= Task requirements =
In the listing below, look for "range" and copy every line that has it.

= Information supplied =

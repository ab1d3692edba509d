//! Hit counting strategy benchmarks
//!
//! Compares one reduction with regeneration against one reduction over a
//! persisted dataset, plus the cost of persisting.
//!
//! Run with: cargo bench --bench strategies

use criterion::{black_box, criterion_group, criterion_main, BenchmarkId, Criterion};
use pi_bench::context::ExecutionContext;
use pi_bench::sampler::{HitGenerator, RandomSource};
use pi_bench::strategy::{CachingMode, HitCounter};
use std::sync::Arc;

const PARTITIONS: usize = 8;

fn bench_ctx() -> ExecutionContext {
    ExecutionContext::builder()
        .app_name("strategy-bench")
        .build()
        .unwrap()
}

/// Benchmark one reduction per caching mode
fn bench_reduce_hits(c: &mut Criterion) {
    let ctx = bench_ctx();
    let generator: Arc<dyn HitGenerator> = Arc::new(RandomSource::Thread);
    let mut group = c.benchmark_group("reduce_hits");

    for n in [10_000u64, 100_000, 1_000_000] {
        for mode in CachingMode::ALL {
            let counter = mode
                .strategy(&ctx, Arc::clone(&generator), n, PARTITIONS)
                .unwrap();
            group.bench_with_input(BenchmarkId::new(mode.label(), n), &n, |b, &n| {
                b.iter(|| black_box(counter.reduce_hits(&ctx, black_box(n)).unwrap()));
            });
        }
    }

    group.finish();
}

/// Benchmark materializing a cached dataset
fn bench_persist(c: &mut Criterion) {
    let ctx = bench_ctx();
    let mut group = c.benchmark_group("persist");

    for n in [10_000u64, 100_000, 1_000_000] {
        let range = ctx.parallelize(n, PARTITIONS).unwrap();
        group.bench_with_input(BenchmarkId::from_parameter(n), &range, |b, range| {
            b.iter(|| black_box(range.persist(&ctx, &RandomSource::Thread)));
        });
    }

    group.finish();
}

/// Benchmark the random sources against each other
fn bench_random_sources(c: &mut Criterion) {
    let ctx = bench_ctx();
    let range = ctx.parallelize(100_000, PARTITIONS).unwrap();
    let mut group = c.benchmark_group("random_source");

    for (name, source) in [("thread", RandomSource::Thread), ("os", RandomSource::Os)] {
        group.bench_function(name, |b| {
            b.iter(|| black_box(range.map_reduce_hits(&ctx, &source)));
        });
    }

    group.finish();
}

criterion_group!(benches, bench_reduce_hits, bench_persist, bench_random_sources);
criterion_main!(benches);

= Answer to this exercise =
        let range = ctx.parallelize(n, PARTITIONS).unwrap();
        group.bench_with_input(BenchmarkId::from_parameter(n), &range, |b, range| {
            b.iter(|| black_box(range.persist(&ctx, &RandomSource::Thread)));
    let range = ctx.parallelize(100_000, PARTITIONS).unwrap();
            b.iter(|| black_box(range.map_reduce_hits(&ctx, &source)));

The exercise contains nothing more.